Another interpretation of the line is slightly more morbid. John Henry was known to be extremely proud and highly competitive. Why else would he challenge a machine to a steel-driving contest? Some take this line to be a warning from Henry to his shaker, not that he might kill him by accident if he isn't careful, but that he might kill him on purpose if he doesn't do his job properly and they lose. Those are some big stakes (pun intended).
They took John Henry to the graveyard,
Laid him down in the sand.
Every locomotive comin' a-rolling by hollered,
"Yonder lays a steel-drivin' man man man!"
One version of this song actually replaces the "graveyard" line with one where John Henry is taken to the White House. Why would they take a dead steel driver to the home of the president?
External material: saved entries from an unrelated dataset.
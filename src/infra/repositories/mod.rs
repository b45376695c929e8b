//! Repository layer - Data access abstraction
//!
//! Each store exposes a mockable read trait backed by the shared
//! connection, plus a `Tx*` variant bound to a running transaction for
//! writes.

mod audit_repository;
pub(crate) mod entities;
mod entrepreneur_repository;
mod explorer_repository;
mod user_repository;

pub use audit_repository::{AuditRepository, AuditStore, TxAuditRepository};
pub use entrepreneur_repository::{
    EntrepreneurRepository, EntrepreneurStore, TxEntrepreneurRepository,
};
pub use explorer_repository::{ExplorerRepository, ExplorerStore, TxExplorerRepository};
pub use user_repository::{TxUserRepository, UserRepository, UserStore};

// Export mocks for tests (both unit and integration)
#[cfg(any(test, feature = "test-utils"))]
pub use audit_repository::MockAuditRepository;
#[cfg(any(test, feature = "test-utils"))]
pub use entrepreneur_repository::MockEntrepreneurRepository;
#[cfg(any(test, feature = "test-utils"))]
pub use explorer_repository::MockExplorerRepository;
#[cfg(any(test, feature = "test-utils"))]
pub use user_repository::MockUserRepository;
Deep ThoughtHistorian Scott Reynolds Nelson says that this line provided the case-breaking clue in his hunt for the real John Henry. Previous analysts had puzzled over this seeming reference to the president home in Washington, D.C., and some folk singers had chosen to change the line to avoid confusion.
Nelson, however, realized that the building at 1600 Pennsylvania Avenue wasn't labeled the "White House" until the 20th century, long after John Henry's death. He began looking for another "white house," and he quickly found one: the whitewashed state penitentiary in Richmond, Virginia.
This discovery led Nelson to the archives of the old prison, where he found a prisoner named John Henry who'd been leased out to work on the C&O Railway around 1870. Moreover, Nelson discovered that Henry had been assigned to a crew digging the tunnel through Lewis Mountain. If John Henry had been a convict working on a railroad chain gang at the time of his death, he naturally would have been sent back to the prison to be buried, where he would hear the train a comin' for all eternity.